Le larghe intese populiste possono essere considerate una iattura o, come assicura Steve Bannon strizzando l’occhio, il forcipe della democrazia di tipo nuovo, la Terza repubblica italiana destinata a diventare il faro politico per il resto dell’Europa e forse del mondo. Comunque sia, sono un tema all’ordine del giorno. Chi le reclama sicuro che siano il veleno con il quale ambedue le forze politiche che le decretano, poi si escluderanno, una sorta di cicuta che salvaguardi l’equilibrio politico come lo abbiamo conosciuto e vissuto, deve anche valutarne i rischi. Nella versione prima del voto, le larghe intese dovevano essere la salvezza del Paese, la formula che avrebbe messo l’Italia al riparo dei suoi stessi guai, in scia a quanto avviene nello Stato guida dell’Unione europea: la Germania. Quella prospettiva è stata annientata dal voto del 4 marzo perché chi doveva incarnarla è uscito sconfitto: politicamente e personalmente.
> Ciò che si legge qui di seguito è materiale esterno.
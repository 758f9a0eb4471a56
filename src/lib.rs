//! native-prepare - Native-project synthesis and change tracking
//!
//! This crate implements the synthesis core of a cross-platform mobile build
//! tool: it decides whether a platform's on-disk native project is stale
//! relative to the app's source, plugins, and configuration, and when
//! regeneration is required it deterministically merges the native
//! configuration artifacts (Podfile, xcconfig overrides, entitlements).
//!
//! The external preparation driver runs one strict sequence per platform:
//! compute a [`changes::ProjectChangesInfo`], regenerate merged artifacts
//! through the three mergers, then persist the new [`state::PrepareInfo`].
//! A crash in between leaves the persisted record stale or absent, which the
//! next invocation treats as "needs work".

pub mod changes;
pub mod entitlements;
pub mod merge;
pub mod platform;
pub mod podfile;
pub mod state;
pub mod xcconfig;

pub use changes::{ChangeDetector, FileHasher, PrepareConfig, ProjectChangesInfo, Sha256FileHasher};
pub use merge::{ConfigFragment, FragmentRank, MergedArtifact};
pub use platform::{
    AndroidProject, IosProject, NativeProject, PlatformData, PlatformKind, ProjectData,
    ProjectSigning, SigningStyle,
};
pub use podfile::{HookBlock, PodfileBlock, PodfileMerger};
pub use state::{NativePlatformStatus, PrepareInfo};
#[cfg(test)]
mod tests {
    use super::*;

    fn merger(dir: &Path) -> PodfileMerger {
        PodfileMerger::new(dir, "testProject")
    }

    #[test]
    fn test_prepare_comments_platform_row() {
        let block = PodfileBlock::prepare("p/Podfile", "platform :ios, '8.1'\npod 'GoogleMaps'\n");
        assert_eq!(block.platform_version.as_deref(), Some("8.1"));
        assert_eq!(block.body, "# platform :ios, '8.1'\npod 'GoogleMaps'");
    }

    #[test]
    fn test_prepare_unversioned_platform_row() {
        let block = PodfileBlock::prepare("p/Podfile", "platform :ios\npod 'A'\n");
        assert_eq!(block.platform_version, None);
        assert!(block.body.starts_with("# platform :ios"));
    }

    #[test]
    fn test_first_apply_creates_podfile() {
        let dir = tempfile::tempdir().unwrap();
        let merger = merger(dir.path());

        merger
            .apply_podfile("plugin1/Podfile", "platform :ios, '8.1'\npod 'GoogleMaps'\n")
            .unwrap();

        let content = fs::read_to_string(merger.podfile_path()).unwrap();
        let expected = "\
use_frameworks!

target \"testProject\" do
# Begin Podfile - plugin1/Podfile
# platform :ios, '8.1'
pod 'GoogleMaps'
# End Podfile
end

# NativeScriptPlatformSection plugin1/Podfile with 8.1
platform :ios, '8.1'
# End NativeScriptPlatformSection
";
        assert_eq!(content, expected);
    }

    #[test]
    fn test_reapply_is_byte_identical() {
        let dir = tempfile::tempdir().unwrap();
        let merger = merger(dir.path());
        let fragment = "platform :ios, '8.1'\npod 'GoogleMaps'\n";

        merger.apply_podfile("plugin1/Podfile", fragment).unwrap();
        let first = fs::read_to_string(merger.podfile_path()).unwrap();

        merger.apply_podfile("plugin1/Podfile", fragment).unwrap();
        let second = fs::read_to_string(merger.podfile_path()).unwrap();

        assert_eq!(first, second);
    }

    #[test]
    fn test_replace_updates_only_that_region() {
        let dir = tempfile::tempdir().unwrap();
        let merger = merger(dir.path());
        merger.apply_podfile("a/Podfile", "pod 'A'\n").unwrap();
        merger.apply_podfile("b/Podfile", "pod 'B'\n").unwrap();

        merger.apply_podfile("a/Podfile", "pod 'A', '~> 2.0'\n").unwrap();

        let content = fs::read_to_string(merger.podfile_path()).unwrap();
        assert!(content.contains("pod 'A', '~> 2.0'"));
        assert!(!content.contains("pod 'A'\n# End"));
        assert!(content.contains("pod 'B'"));
    }

    #[test]
    fn test_remove_last_source_deletes_podfile() {
        let dir = tempfile::tempdir().unwrap();
        let merger = merger(dir.path());
        merger.apply_podfile("a/Podfile", "platform :ios, '8.1'\npod 'A'\n").unwrap();

        merger.remove_podfile("a/Podfile").unwrap();
        assert!(!merger.podfile_path().exists());
    }

    #[test]
    fn test_remove_one_of_two_keeps_other() {
        let dir = tempfile::tempdir().unwrap();
        let merger = merger(dir.path());
        merger.apply_podfile("a/Podfile", "pod 'A'\n").unwrap();
        merger.apply_podfile("b/Podfile", "platform :ios, '9.0'\npod 'B'\n").unwrap();

        merger.remove_podfile("b/Podfile").unwrap();

        let content = fs::read_to_string(merger.podfile_path()).unwrap();
        assert!(content.contains("pod 'A'"));
        assert!(!content.contains("pod 'B'"));
        assert!(!content.contains("NativeScriptPlatformSection b/Podfile"));
    }

    #[test]
    fn test_remove_missing_source_is_noop() {
        let dir = tempfile::tempdir().unwrap();
        let merger = merger(dir.path());
        assert!(merger.remove_podfile("ghost/Podfile").is_ok());

        merger.apply_podfile("a/Podfile", "pod 'A'\n").unwrap();
        let before = fs::read_to_string(merger.podfile_path()).unwrap();
        merger.remove_podfile("ghost/Podfile").unwrap();
        assert_eq!(fs::read_to_string(merger.podfile_path()).unwrap(), before);
    }

    #[test]
    fn test_latest_platform_section_is_last() {
        let dir = tempfile::tempdir().unwrap();
        let merger = merger(dir.path());
        merger.apply_podfile("a/Podfile", "platform :ios, '8.1'\n").unwrap();
        merger.apply_podfile("b/Podfile", "platform :ios, '9.0'\n").unwrap();

        let content = fs::read_to_string(merger.podfile_path()).unwrap();
        let a_pos = content.find("NativeScriptPlatformSection a/Podfile").unwrap();
        let b_pos = content.find("NativeScriptPlatformSection b/Podfile").unwrap();
        assert!(a_pos < b_pos);
        // Last live platform row carries b's version
        let last_platform = content.rfind("platform :ios, ").unwrap();
        assert_eq!(&content[last_platform..last_platform + 20], "platform :ios, '9.0'");
    }

    #[test]
    fn test_dropping_platform_row_drops_section() {
        let dir = tempfile::tempdir().unwrap();
        let merger = merger(dir.path());
        merger.apply_podfile("a/Podfile", "platform :ios, '8.1'\npod 'A'\n").unwrap();

        merger.apply_podfile("a/Podfile", "pod 'A'\n").unwrap();

        let content = fs::read_to_string(merger.podfile_path()).unwrap();
        assert!(!content.contains("NativeScriptPlatformSection"));
    }

    #[test]
    fn test_hooks_from_two_sources_are_merged() {
        let dir = tempfile::tempdir().unwrap();
        let merger = merger(dir.path());
        merger
            .apply_podfile("a/Podfile", "pod 'A'\npost_install do |installer|\n  puts 'a'\nend\n")
            .unwrap();
        merger
            .apply_podfile("b/Podfile", "pod 'B'\npost_install do\n  puts 'b'\nend\n")
            .unwrap();

        let content = fs::read_to_string(merger.podfile_path()).unwrap();
        assert!(content.contains("def post_install1(installer)"));
        assert!(content.contains("def post_install2"));
        assert_eq!(scan_hooks(&content, "post_install").len(), 1);
    }

    #[test]
    fn test_hook_merge_survives_reapply() {
        let dir = tempfile::tempdir().unwrap();
        let merger = merger(dir.path());
        let a = "pod 'A'\npost_install do |installer|\n  puts 'a'\nend\n";
        let b = "pod 'B'\npost_install do\n  puts 'b'\nend\n";
        merger.apply_podfile("a/Podfile", a).unwrap();
        merger.apply_podfile("b/Podfile", b).unwrap();
        let first = fs::read_to_string(merger.podfile_path()).unwrap();

        merger.apply_podfile("a/Podfile", a).unwrap();
        merger.apply_podfile("b/Podfile", b).unwrap();
        let second = fs::read_to_string(merger.podfile_path()).unwrap();

        assert_eq!(first, second);
    }
}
Tuttavia quel pentagramma su cui esercitarsi nella sinfonia del dopo urne, resiste eccome: lo vediamo nei contatti in atto per le presidenze delle Camere e per la realizzazione di una maggioranza in grado di esprimere un governo. Non che sia semplice, tutt’altro. In particolare perché nel centrodestra Salvini non è padrone di dare le carte: non tutte almeno, e guai a sottovalutare la capacità resistenziale di Berlusconi. Però i numeri, che di un sistema democratico sono la sostanza della politica, squadernano una verità inoppugnabile: se mai larghe intese si faranno avranno il marchio di quelle forze contro cui dovevano porsi come barriera e antidoto. Un rovesciamento di prospettiva e di ruoli che chiama in causa, in primo luogo e ovviamente, i protagonisti eventuali dell’abbraccio ma anche - e forse soprattuto - gli altri, gli esclusi. Che hanno due strade davanti a loro: arrendersi alla forza delle cose e magari attrezzarsi per opporvisi. È la strada di chi pensa che quelle possibili intese tanto larghe non siano: possono al massimo riguardare il 50 per cento dell’elettorato, per cui l’altra metà ha ben titolo di unirsi e fare muro. Oppure - ed è l’altra scelta - spianare la strada a quell’esito nel convincimento che gli attori di una così innaturale liaison alla fine ne verranno travolti.

Vedremo. Tuttavia il sentimento di qualcosa di ineluttabile che le urne italiane hanno fatto emergere, come se le schede fossero state altrettanti bisturi che hanno affondato la lama nel corpacciute del Paese stillandone fuori gli umori più profondi, si diffonde e sparge i suoi effluvi. Le larghe intese populiste possono diventare il macigno che affonda definitivamente l’Italia. In questo caso per evitarle bisognerà affondare le mani nella melma, sporcandosele senza far gli schizzinosi. Mettendosi in gioco. Anche a costo di lanciarsi in mare aperto e rischiare di affogare.